Despite Visva Bharati’s refusal, the Poush-Parbon mela held in Bolpur 

  • December 26, 2020

The Poush-Parbon mela organised by Bangla Sanskritik Mancha in Bolpur was a clear and loud message to the Raja, in Bengal there will be ‘NO PASARAN’ to the merchants of hate and bigotry. It became an instance of people’s takeover of their own culture and history and took us back to Rabindranath’s original vision and spirit behind setting up of the Visva Bharati— presently under the clutches of right wing fanatics. But then, like Kishore, Nandini and Bishu Pagol in Raktakarabi, there are Samiruls, Manishas and Ripons still alive in Birbhum, who refuse to let the fascists and their stooges erase the dreams of the poet and turn Shantiniketan into a modern ‘Jakkhapuri’.  A report by Joyee Banerjee.      


The annual Poush Mela at Shantiniketan is one the significant events in the cultural calendar of West Bengal. It came as a huge shock and disappointment, when this year, the Visva Bharati University authorities, announced their decision to not hold the mela on its grounds, thus also putting a hold on a tradition that is more than a century old. The cancellation of the Poush Mela 2020, by the VBU administration, spurred the spontaneous coming together of many social and cultural activists and organisations to organise the Poush-Parbon Mela, in the spirit of the cultural participation and exchange that have always been the crucial pillars in the foundational history of Shantiniketan, at an alternative site in Bolpur. Bangla Sanskritik Mancha, a socio-cultural peoples’ organisation, took the lead in organising the mela and it was successfully held from 23 to 25 December at the Bolpur Dak Bunglow ground. The Poush-Parbon Mela created some breathing space not only for the local dwellers, but also for the local artisans, craft-workers and traders who were worst affected from the lockdown and other restrictions imposed because of the pandemic. 


The origin of Poush-Utsav goes way back to the year of 1891, much before the Visva Bharati University had come into existence. The seventh day of the Poush month in Bengali calendar was chosen to commemorate Debendranath Tagore’s adoption of the principles of Brahma-Samaj. The philosophy of the Brahma-Samaj was rooted in the ideas of secularism and brotherhood. Debendranath’s farsightedness manifested itself in his active participation to encourage practices of caring and sharing amongst the communities, beyond the barriers of religion or caste. He saw this as a crucial element in the amplification of the people’s inherent potential to create. Following his footsteps, Rabindranath later started the Poush Utsav, essentially to create a space for economic and socio-cultural exchange, as well as bridge the gaps between cities and villages, the rich and the poor, the highborn and the lowborn– in a way that would remain intricately connected with their daily lives. Now, the Poush Mela is held by the Visva Bharati University and it is one of the largest cultural events in the country that witnesses an amalgamation of cultures from not only various parts of India, but the entire world. It is one of the strongest remaining pivots of socio-cultural exchange that is free of religious fundamentalism.

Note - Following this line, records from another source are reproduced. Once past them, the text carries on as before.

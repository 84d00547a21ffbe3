use clap::{Args, Parser, Subcommand};
use std::path::PathBuf;

use crate::telemetry::{LogConfig, LogLevel};

#[derive(Parser, Debug)]
#[command(
    name = "ybfeed",
    about = "Share clipboard text and files through a ybFeed server",
    version
)]
pub struct Cli {
    #[arg(
        long,
        global = true,
        env = "YBFEED_SERVER",
        help = "Base URL of the feed server"
    )]
    pub server: Option<String>,

    #[command(flatten)]
    pub logging: LoggingArgs,

    #[command(subcommand)]
    pub command: Command,
}

#[derive(Args, Debug, Clone)]
pub struct LoggingArgs {
    #[arg(
        long = "log-level",
        value_enum,
        env = "YBFEED_LOG_LEVEL",
        default_value_t = LogLevel::Warn,
        help = "Minimum log level (error, warn, info, debug, trace)"
    )]
    pub level: LogLevel,

    #[arg(
        long = "log-file",
        value_name = "PATH",
        env = "YBFEED_LOG_FILE",
        help = "Write logs to the specified file instead of stderr"
    )]
    pub file: Option<PathBuf>,
}

impl LoggingArgs {
    pub fn to_config(&self) -> LogConfig {
        LogConfig {
            level: self.level,
            file: self.file.clone(),
        }
    }
}

/// How a one-shot command proves access to a feed.
#[derive(Args, Debug, Clone, Default)]
pub struct AuthArgs {
    #[arg(
        long,
        env = "YBFEED_SECRET",
        help = "Session secret granting access to the feed"
    )]
    pub secret: Option<String>,

    #[arg(
        long,
        help = "Prompt for the feed PIN and exchange it for a session secret"
    )]
    pub pin: bool,
}

#[derive(Subcommand, Debug)]
pub enum Command {
    /// Follow a feed live, printing items as they change
    Watch {
        feed: String,
        #[arg(
            long,
            env = "YBFEED_SECRET",
            help = "Secret from a shared link; exchanged for a session secret on startup"
        )]
        secret: Option<String>,
    },
    /// Print the feed's current items
    Get {
        feed: String,
        #[command(flatten)]
        auth: AuthArgs,
    },
    /// Print one item's raw content
    Item {
        feed: String,
        name: String,
        #[command(flatten)]
        auth: AuthArgs,
    },
    /// Post text or a file to the feed
    Post {
        feed: String,
        #[arg(long, conflicts_with = "file", help = "Post this text instead of a file")]
        text: Option<String>,
        file: Option<PathBuf>,
        #[command(flatten)]
        auth: AuthArgs,
    },
    /// Delete one item from the feed
    Delete {
        feed: String,
        name: String,
        #[command(flatten)]
        auth: AuthArgs,
    },
    /// Remove every item from the feed
    Empty {
        feed: String,
        #[command(flatten)]
        auth: AuthArgs,
    },
    /// Set a temporary 4-digit PIN on the feed (expires after 2 minutes)
    SetPin {
        feed: String,
        #[arg(help = "The PIN; prompted for when omitted")]
        pin: Option<String>,
        #[command(flatten)]
        auth: AuthArgs,
    },
    /// Print a shareable link carrying the feed secret
    Link {
        feed: String,
        #[command(flatten)]
        auth: AuthArgs,
    },
    /// Check the server and print its version
    Ping,
}

#[cfg(test)]
mod tests {
    use super::*;

    #[test]
    fn watch_parses_with_link_secret() {
        let cli = Cli::parse_from(["ybfeed", "watch", "demo", "--secret", "abc123"]);
        match cli.command {
            Command::Watch { feed, secret } => {
                assert_eq!(feed, "demo");
                assert_eq!(secret.as_deref(), Some("abc123"));
            }
            other => panic!("unexpected command: {other:?}"),
        }
    }

    #[test]
    fn post_refuses_text_and_file_together() {
        let result = Cli::try_parse_from([
            "ybfeed", "post", "demo", "--text", "hi", "notes.txt",
        ]);
        assert!(result.is_err());
    }

    #[test]
    fn server_flag_is_global() {
        let cli = Cli::parse_from(["ybfeed", "ping", "--server", "https://feed.example.com"]);
        assert_eq!(cli.server.as_deref(), Some("https://feed.example.com"));
    }
}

Apart from being heart breaking for the people of Shantiniketan, the cancellation of Poush Mela this year seriously affected the economy of many, who depend on the annual Mela for their livelihood. The cancellation of various other melas, along with the pandemic induced lockdowns had already made their life precarious. Hence, many artisans, folk singers and small traders were looking forward to the Poush Mela to bring some relief at the end of the year. At a time when most business activities are getting back to normal, including mass religious and political gatherings, the cancellation of the Poush Mela seemed to be a conscious and planned attack, particularly on the artisan communities and small traders of Bengal, not to mention the secular, humanist culture inculcated by the Tagores. Why was this traditional century old mela cancelled? What made the university administration dismiss it, in spite of its raging relevance today?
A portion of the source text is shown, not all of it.